(Data in this exercise Opens)
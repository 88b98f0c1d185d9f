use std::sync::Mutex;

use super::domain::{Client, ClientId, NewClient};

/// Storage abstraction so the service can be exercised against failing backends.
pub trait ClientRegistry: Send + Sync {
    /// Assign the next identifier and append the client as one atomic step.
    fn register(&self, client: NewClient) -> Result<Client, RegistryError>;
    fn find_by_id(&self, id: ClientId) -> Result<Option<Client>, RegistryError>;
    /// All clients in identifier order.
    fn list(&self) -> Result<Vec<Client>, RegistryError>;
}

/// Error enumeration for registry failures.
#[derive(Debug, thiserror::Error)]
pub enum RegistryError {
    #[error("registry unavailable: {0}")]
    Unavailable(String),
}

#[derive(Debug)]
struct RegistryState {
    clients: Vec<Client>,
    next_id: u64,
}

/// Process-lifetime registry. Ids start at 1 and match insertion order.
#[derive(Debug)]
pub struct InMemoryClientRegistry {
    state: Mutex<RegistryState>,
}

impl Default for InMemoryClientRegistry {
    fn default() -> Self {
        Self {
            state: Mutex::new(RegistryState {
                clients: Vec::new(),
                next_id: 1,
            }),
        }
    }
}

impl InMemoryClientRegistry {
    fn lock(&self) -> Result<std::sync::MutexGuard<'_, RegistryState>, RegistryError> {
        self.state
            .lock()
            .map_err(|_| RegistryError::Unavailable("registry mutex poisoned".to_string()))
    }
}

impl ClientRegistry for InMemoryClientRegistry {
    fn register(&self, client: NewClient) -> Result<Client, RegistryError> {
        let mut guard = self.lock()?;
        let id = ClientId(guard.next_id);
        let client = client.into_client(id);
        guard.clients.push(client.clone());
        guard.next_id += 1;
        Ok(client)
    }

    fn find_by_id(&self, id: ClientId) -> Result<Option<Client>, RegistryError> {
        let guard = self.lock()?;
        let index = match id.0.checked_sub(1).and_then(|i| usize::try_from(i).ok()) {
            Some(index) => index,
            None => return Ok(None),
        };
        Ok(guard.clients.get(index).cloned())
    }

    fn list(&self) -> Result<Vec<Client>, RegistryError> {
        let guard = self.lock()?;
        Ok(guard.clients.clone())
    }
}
(Data in this exercise Closes)
(Data in this exercise Opens)
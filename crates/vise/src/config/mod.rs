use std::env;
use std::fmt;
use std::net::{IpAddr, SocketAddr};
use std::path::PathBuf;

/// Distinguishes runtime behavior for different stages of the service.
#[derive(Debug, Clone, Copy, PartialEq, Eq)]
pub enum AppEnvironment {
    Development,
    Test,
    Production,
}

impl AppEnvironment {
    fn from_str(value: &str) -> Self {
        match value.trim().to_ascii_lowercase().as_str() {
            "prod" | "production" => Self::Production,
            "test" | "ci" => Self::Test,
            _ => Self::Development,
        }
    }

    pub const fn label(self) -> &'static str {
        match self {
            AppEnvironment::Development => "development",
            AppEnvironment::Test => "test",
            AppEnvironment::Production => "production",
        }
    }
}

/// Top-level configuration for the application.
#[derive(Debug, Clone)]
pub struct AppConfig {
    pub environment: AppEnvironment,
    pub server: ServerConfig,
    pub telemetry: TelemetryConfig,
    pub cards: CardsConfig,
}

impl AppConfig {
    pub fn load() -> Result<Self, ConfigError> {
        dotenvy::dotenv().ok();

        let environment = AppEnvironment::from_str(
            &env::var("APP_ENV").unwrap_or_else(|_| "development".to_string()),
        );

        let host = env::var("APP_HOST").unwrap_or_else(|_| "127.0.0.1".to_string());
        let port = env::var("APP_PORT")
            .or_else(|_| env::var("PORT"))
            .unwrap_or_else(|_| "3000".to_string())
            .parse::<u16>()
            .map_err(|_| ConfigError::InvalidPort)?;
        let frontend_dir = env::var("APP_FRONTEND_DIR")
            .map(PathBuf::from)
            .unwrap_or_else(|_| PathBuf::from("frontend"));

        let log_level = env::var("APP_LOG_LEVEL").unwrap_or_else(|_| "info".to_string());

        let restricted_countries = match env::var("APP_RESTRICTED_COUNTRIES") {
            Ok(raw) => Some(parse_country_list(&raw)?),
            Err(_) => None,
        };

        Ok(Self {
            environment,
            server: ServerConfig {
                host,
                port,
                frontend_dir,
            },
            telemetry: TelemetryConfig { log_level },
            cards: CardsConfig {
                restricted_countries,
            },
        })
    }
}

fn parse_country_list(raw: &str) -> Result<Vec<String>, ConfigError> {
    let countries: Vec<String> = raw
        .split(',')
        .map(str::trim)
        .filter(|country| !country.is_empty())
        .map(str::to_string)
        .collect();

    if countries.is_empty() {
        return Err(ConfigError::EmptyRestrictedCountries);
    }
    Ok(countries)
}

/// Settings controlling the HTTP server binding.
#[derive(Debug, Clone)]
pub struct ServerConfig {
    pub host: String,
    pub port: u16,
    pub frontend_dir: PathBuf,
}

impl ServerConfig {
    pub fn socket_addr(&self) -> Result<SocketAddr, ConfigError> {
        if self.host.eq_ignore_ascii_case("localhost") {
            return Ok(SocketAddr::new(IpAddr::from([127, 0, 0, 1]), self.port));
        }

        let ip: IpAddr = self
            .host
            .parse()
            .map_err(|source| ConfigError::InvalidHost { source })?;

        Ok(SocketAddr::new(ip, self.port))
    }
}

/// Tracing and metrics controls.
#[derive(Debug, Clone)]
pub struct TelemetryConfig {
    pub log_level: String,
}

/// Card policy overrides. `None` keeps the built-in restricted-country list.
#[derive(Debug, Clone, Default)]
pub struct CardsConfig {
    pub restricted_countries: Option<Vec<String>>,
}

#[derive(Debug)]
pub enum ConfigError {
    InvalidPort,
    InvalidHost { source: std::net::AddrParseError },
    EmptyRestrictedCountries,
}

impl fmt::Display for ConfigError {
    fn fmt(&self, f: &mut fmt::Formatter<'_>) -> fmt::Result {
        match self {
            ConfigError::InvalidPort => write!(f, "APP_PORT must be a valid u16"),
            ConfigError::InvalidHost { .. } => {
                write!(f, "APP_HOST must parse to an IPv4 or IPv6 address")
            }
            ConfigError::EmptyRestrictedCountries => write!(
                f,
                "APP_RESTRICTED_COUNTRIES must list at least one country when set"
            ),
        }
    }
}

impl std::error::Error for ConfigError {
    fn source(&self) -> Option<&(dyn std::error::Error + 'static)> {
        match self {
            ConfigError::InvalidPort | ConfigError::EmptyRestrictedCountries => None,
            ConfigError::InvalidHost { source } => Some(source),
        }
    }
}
(Data in this exercise Closes)
(Data in this exercise Opens)
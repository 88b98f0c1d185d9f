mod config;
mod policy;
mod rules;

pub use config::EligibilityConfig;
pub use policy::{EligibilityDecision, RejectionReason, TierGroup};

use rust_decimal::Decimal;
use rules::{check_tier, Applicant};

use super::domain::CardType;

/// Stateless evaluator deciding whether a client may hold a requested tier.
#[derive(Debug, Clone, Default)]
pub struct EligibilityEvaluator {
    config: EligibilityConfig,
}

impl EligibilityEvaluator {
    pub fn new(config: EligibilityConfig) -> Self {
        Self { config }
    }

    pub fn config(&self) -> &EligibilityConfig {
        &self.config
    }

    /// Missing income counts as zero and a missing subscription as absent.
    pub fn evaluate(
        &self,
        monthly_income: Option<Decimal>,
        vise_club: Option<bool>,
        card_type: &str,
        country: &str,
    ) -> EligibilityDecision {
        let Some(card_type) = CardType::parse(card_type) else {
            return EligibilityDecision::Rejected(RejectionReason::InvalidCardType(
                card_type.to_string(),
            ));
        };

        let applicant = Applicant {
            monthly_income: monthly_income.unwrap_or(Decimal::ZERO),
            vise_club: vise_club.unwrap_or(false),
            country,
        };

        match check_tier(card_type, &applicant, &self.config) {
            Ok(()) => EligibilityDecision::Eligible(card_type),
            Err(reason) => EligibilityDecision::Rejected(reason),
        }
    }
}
(Data in this exercise Closes)
Problem details —
For this task, write out exactly the lines of the entries above, starting at the line with "mod config;" and ending at the line with "a requested tier.", both included, and no others.

Your solution —
mod config;
mod policy;
mod rules;

pub use config::EligibilityConfig;
pub use policy::{EligibilityDecision, RejectionReason, TierGroup};

use rust_decimal::Decimal;
use rules::{check_tier, Applicant};

use super::domain::CardType;

/// Stateless evaluator deciding whether a client may hold a requested tier.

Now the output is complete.